School of Finance and Management & Centre for Global Finance

The Inclusive Finance project


This research is vital for embedding financial inclusion in African economies and aims ultimately to have a significant impact on livelihoods.

– Professor Victor Murinde, Principal Investigator

It is well known that financial institutions and markets foster the flow of information about resource availability, especially the required financial resources for supporting economic growth. Previous research also shows that financial deepening, demonstrated by increased availability of a wide range of financial choices, is a core element of financial development. However, financial development alone cannot ensure financial inclusion – some households and enterprises are unable to fully participate in the financial sector; globally, some countries may not access international capital markets.

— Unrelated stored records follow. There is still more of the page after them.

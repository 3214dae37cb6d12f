//! SysV message queue carrying change notifications.
//!
//! One queue serves all subscribers: messages are typed by subscriber ID
//! so every observer process receives exactly its own traffic
//! (`msgrcv(type = id)`), FIFO per type. The queue id is inherited
//! across `fork`, so no name lookup is needed.

use crate::error::{ShmError, ShmResult};
use kvsd_common::consts::{KEY_MAX_LEN, VALUE_MAX_LEN};
use nix::errno::Errno;

/// Maximum payload of one queue message: kind, key and value fields of
/// an encoded notification.
pub const MAX_MESSAGE_LEN: usize = 4 + KEY_MAX_LEN + VALUE_MAX_LEN;

#[repr(C)]
struct MsgBuf {
    mtype: libc::c_long,
    mtext: [u8; MAX_MESSAGE_LEN],
}

/// Handle to the notification queue.
///
/// Plain data: copies in forked children operate on the same kernel
/// object. Exactly one process (the creator) calls [`NotifyQueue::destroy`].
#[derive(Debug, Clone, Copy)]
pub struct NotifyQueue {
    msqid: libc::c_int,
}

impl NotifyQueue {
    /// Create a fresh private queue.
    pub fn create() -> ShmResult<Self> {
        let msqid = unsafe { libc::msgget(libc::IPC_PRIVATE, libc::IPC_CREAT | 0o600) };
        if msqid == -1 {
            return Err(ShmError::Ipc {
                call: "msgget",
                errno: Errno::last(),
            });
        }
        tracing::info!(msqid, "notification queue created");
        Ok(Self { msqid })
    }

    /// Kernel id of the queue.
    pub fn id(&self) -> i32 {
        self.msqid
    }

    /// Send `data` typed by `mtype` (must be positive).
    pub fn send(&self, mtype: i64, data: &[u8]) -> ShmResult<()> {
        debug_assert!(mtype > 0);
        debug_assert!(data.len() <= MAX_MESSAGE_LEN);

        let mut buf = MsgBuf {
            mtype: mtype as libc::c_long,
            mtext: [0; MAX_MESSAGE_LEN],
        };
        buf.mtext[..data.len()].copy_from_slice(data);

        loop {
            let rc = unsafe {
                libc::msgsnd(
                    self.msqid,
                    &buf as *const MsgBuf as *const libc::c_void,
                    data.len(),
                    0,
                )
            };
            if rc == 0 {
                return Ok(());
            }
            let errno = Errno::last();
            if errno != Errno::EINTR {
                return Err(ShmError::Ipc {
                    call: "msgsnd",
                    errno,
                });
            }
        }
    }

    /// Receive the next message of `mtype`, blocking.
    ///
    /// `EINTR` is surfaced to the caller (as `ShmError::Ipc`) so a
    /// signal-interrupted observer can check its shutdown flag before
    /// retrying.
    pub fn recv(&self, mtype: i64) -> ShmResult<Vec<u8>> {
        self.recv_flags(mtype, 0).map(|data| {
            data.unwrap_or_default() // blocking recv never yields None
        })
    }

    /// Receive the next message of `mtype`, or `None` when the queue
    /// holds none. `EINTR` is retried here.
    pub fn try_recv(&self, mtype: i64) -> ShmResult<Option<Vec<u8>>> {
        loop {
            match self.recv_flags(mtype, libc::IPC_NOWAIT) {
                Err(ShmError::Ipc {
                    errno: Errno::EINTR,
                    ..
                }) => continue,
                other => return other,
            }
        }
    }

    fn recv_flags(&self, mtype: i64, flags: libc::c_int) -> ShmResult<Option<Vec<u8>>> {
        let mut buf = MsgBuf {
            mtype: 0,
            mtext: [0; MAX_MESSAGE_LEN],
        };
        let received = unsafe {
            libc::msgrcv(
                self.msqid,
                &mut buf as *mut MsgBuf as *mut libc::c_void,
                MAX_MESSAGE_LEN,
                mtype as libc::c_long,
                flags,
            )
        };
        if received == -1 {
            let errno = Errno::last();
            if errno == Errno::ENOMSG {
                return Ok(None);
            }
            return Err(ShmError::Ipc {
                call: "msgrcv",
                errno,
            });
        }
        debug_assert!(buf.mtype > 0);
        Ok(Some(buf.mtext[..received as usize].to_vec()))
    }

    /// Remove the queue (owner teardown).
    pub fn destroy(&self) {
        unsafe { libc::msgctl(self.msqid, libc::IPC_RMID, std::ptr::null_mut()) };
        tracing::info!(msqid = self.msqid, "notification queue removed");
    }
}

Moreover, the channels for financial development to promote inclusive finance are not clear and are not well studied. While new technology, such as mobile money transfer systems, has strengthened financial inclusion, gaps in access to finance as well as gaps in the development of financial systems seem to be getting wider following the 2007–2009 global financial crisis. Overall, the current consensus is that there is urgent need for research on inclusive finance and its potential contribution to lifting low-income countries to the level of their medium income peers.

The aim of this research is to identify workable policies to help make the financial sector an effective instrument in promoting financial inclusion and sustained growth in low-income countries, and consequently create an enabling environment for transitioning these countries to middle income status.

The research component of the project addressed three core questions:

  1. How can institutional frameworks support inclusive financial development?
  2. What role do private and public capital inflows play in domestic financial inclusion in Africa?
  3. How can private and public institutions in Africa be a catalyst and channel for technological diffusion and financial inclusion?

The project’s other important dimensions pertain to (a) capacity building of early career researchers in low-income countries, with a focus on Africa, to conduct policy-oriented research of global standards, (b) to influence policy dialogue and formulation among senior policy decision makers as well as non-state actors, such as the private sector.

Research consortium

Led by Professor Victor Murinde, a consortium of partners is collaborating on this research project on inclusive finance, funded under the ESRC-FCDO Growth Research programme (DEGRP) Call 3 (ES/N013344/2).

The consortium is international, with a focus on the North-South partnership, and it includes the UK (SOAS University of London; University of Birmingham, Institute of Development Studies at the University of Sussex; Loughborough University; the Overseas Development Institute; and the University of Nottingham), the Netherlands (CIBIF, Faculty of Economics and Business, the University of Groningen), North America (Université Laval in Québec, Canada and Columbia in the US) and, crucially, Africa (the University of Ghana-Legon; and the African Economic Research Consortium (AERC; Pan African, headquartered in Nairobi).

The consortium has been joined subsequently by researchers from Princeton University, New York University, University of Massachusetts Amherst, Carleton University, University of East Anglia, University of Leicester, Aston University, Central Bank of Kenya, Bank of Zambia, Reserve Bank of Malawi, Bank of Uganda and COMESA Monetary Institute.

Project partners are as follows.

Principal Investigator



  • Professor Victor Murinde – Mega-trends in global finance, inclusive finance, financial institutions, markets and instruments, financial modelling and forecasting
  • Professor Reinhard Bachmann – Strategic management, organisational analysis and comparative management
  • Emeritus Professor Laurence Harris – Corporate finance, ethics and finance, central banking and macroeconomics
  • Professor Christine Oughton – Industrial organisation and policy, innovation, sustainable development and corporate governance, including the governance and regulation of sport
  • Dr Ayse Demir – Financial economics. development economics. institutional economics
  • Dr Efthymios Rizopoulos – Financial technology, crypto currencies, banking, green finance, behavioural finance, algorithmic and high frequencies trading, capital and financial markets and FOREX.